**Task statement**:
Look through the data below. Collect every line where the word "directives" occurs.
--- Exercise data ---
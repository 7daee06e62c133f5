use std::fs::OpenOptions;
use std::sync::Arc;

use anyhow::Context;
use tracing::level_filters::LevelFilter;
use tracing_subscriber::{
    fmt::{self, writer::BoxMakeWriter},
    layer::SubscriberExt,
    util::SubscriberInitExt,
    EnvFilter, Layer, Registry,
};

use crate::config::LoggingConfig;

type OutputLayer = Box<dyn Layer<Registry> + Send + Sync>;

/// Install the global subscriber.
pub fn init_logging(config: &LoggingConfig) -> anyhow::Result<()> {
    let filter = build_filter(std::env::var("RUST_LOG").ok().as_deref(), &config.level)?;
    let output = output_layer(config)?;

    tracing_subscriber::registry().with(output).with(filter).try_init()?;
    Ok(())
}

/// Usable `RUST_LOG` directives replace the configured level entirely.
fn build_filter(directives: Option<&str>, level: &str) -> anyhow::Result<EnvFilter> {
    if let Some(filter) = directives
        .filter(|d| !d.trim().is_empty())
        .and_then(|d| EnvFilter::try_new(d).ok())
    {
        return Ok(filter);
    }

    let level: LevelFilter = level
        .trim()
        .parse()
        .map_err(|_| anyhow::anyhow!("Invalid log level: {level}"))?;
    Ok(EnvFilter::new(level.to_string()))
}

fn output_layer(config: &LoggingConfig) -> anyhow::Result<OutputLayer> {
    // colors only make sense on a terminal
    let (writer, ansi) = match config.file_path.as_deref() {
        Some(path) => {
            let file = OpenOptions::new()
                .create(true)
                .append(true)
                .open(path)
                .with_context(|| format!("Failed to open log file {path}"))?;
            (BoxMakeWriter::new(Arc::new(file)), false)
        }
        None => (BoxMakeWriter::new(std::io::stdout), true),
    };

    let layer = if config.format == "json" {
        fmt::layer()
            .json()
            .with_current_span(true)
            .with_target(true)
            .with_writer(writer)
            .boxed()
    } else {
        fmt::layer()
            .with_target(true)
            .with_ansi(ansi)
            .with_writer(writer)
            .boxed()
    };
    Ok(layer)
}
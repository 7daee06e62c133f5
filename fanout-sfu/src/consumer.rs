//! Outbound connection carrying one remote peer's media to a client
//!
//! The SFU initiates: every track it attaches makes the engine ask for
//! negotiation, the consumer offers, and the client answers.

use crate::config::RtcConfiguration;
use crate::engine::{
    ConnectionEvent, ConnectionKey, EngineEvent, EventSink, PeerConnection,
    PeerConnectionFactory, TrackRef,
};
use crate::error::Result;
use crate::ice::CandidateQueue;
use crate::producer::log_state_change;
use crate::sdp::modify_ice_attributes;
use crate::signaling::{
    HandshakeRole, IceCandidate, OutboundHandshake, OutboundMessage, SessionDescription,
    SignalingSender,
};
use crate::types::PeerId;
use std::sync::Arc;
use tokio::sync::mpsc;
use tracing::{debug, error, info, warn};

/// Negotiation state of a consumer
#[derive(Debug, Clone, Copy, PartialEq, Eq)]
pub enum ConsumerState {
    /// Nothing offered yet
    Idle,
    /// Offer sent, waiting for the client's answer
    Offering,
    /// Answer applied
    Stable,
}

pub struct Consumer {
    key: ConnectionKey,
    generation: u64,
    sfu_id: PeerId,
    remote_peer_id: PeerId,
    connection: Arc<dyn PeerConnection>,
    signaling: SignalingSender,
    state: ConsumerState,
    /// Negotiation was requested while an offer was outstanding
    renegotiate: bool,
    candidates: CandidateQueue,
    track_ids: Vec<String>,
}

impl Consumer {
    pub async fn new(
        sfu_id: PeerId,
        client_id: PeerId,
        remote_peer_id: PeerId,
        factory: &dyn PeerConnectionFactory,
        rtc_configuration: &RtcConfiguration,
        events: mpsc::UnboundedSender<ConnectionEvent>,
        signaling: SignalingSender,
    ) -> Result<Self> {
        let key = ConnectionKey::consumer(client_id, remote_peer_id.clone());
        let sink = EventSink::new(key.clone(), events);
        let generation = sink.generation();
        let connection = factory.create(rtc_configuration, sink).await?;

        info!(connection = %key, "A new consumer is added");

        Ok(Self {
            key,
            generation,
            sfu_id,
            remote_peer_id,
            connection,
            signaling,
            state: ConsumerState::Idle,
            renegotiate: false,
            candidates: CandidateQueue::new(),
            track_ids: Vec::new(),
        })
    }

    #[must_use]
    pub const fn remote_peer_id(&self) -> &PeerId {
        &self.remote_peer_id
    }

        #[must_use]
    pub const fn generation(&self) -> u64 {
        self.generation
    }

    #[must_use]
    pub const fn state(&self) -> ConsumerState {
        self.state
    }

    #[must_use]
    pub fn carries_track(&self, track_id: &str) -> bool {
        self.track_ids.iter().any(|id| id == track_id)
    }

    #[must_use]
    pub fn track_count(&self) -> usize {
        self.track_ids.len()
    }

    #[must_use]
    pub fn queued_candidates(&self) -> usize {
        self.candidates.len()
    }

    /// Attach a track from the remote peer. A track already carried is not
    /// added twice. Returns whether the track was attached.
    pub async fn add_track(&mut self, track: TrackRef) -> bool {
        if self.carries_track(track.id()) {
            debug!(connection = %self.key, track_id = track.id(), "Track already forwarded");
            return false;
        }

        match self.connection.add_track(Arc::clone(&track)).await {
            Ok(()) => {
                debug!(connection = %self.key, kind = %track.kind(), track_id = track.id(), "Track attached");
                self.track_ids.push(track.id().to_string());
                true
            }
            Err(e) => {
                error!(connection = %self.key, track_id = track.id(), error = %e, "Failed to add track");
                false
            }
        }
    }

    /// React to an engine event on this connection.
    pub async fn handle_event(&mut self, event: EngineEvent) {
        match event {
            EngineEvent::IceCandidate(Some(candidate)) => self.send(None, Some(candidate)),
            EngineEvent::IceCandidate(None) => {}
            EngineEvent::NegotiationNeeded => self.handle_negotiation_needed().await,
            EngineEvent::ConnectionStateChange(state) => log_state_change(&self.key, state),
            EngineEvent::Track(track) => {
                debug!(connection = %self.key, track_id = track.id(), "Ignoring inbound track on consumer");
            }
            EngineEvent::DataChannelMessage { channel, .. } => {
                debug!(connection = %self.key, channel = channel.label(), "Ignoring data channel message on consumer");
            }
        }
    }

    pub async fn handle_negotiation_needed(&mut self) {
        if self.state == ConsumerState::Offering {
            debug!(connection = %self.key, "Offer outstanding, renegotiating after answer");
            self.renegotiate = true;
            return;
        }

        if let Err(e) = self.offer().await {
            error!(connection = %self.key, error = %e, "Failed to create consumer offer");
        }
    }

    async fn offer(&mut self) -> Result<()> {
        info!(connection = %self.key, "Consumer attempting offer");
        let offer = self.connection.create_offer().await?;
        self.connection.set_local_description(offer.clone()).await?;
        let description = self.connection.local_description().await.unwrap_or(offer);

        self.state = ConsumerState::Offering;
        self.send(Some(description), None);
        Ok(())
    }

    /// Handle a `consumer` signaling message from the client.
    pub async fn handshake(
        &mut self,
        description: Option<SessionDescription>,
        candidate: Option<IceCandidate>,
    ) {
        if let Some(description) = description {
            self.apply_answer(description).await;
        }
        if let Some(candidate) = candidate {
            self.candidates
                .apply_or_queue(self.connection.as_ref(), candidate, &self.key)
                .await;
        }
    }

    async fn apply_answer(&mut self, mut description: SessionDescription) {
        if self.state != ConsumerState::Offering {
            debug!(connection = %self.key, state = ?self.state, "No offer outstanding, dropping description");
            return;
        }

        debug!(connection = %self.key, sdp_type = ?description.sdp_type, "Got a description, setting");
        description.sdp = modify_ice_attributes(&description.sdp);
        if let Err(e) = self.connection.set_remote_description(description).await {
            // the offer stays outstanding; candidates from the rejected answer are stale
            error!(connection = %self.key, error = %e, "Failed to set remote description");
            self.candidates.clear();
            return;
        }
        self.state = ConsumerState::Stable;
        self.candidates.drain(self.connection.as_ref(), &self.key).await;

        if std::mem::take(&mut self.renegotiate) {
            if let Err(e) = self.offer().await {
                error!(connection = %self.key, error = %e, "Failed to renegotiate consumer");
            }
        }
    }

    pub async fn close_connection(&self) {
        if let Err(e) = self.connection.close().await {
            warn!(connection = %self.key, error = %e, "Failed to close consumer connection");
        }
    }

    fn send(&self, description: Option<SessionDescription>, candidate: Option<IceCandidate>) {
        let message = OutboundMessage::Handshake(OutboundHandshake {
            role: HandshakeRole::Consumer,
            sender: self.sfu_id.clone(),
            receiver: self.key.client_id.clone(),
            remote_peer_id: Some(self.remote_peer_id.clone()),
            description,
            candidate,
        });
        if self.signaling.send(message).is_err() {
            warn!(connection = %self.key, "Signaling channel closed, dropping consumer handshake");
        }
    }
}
---
**Task result**:
/// Usable `RUST_LOG` directives replace the configured level entirely.
fn build_filter(directives: Option<&str>, level: &str) -> anyhow::Result<EnvFilter> {
    if let Some(filter) = directives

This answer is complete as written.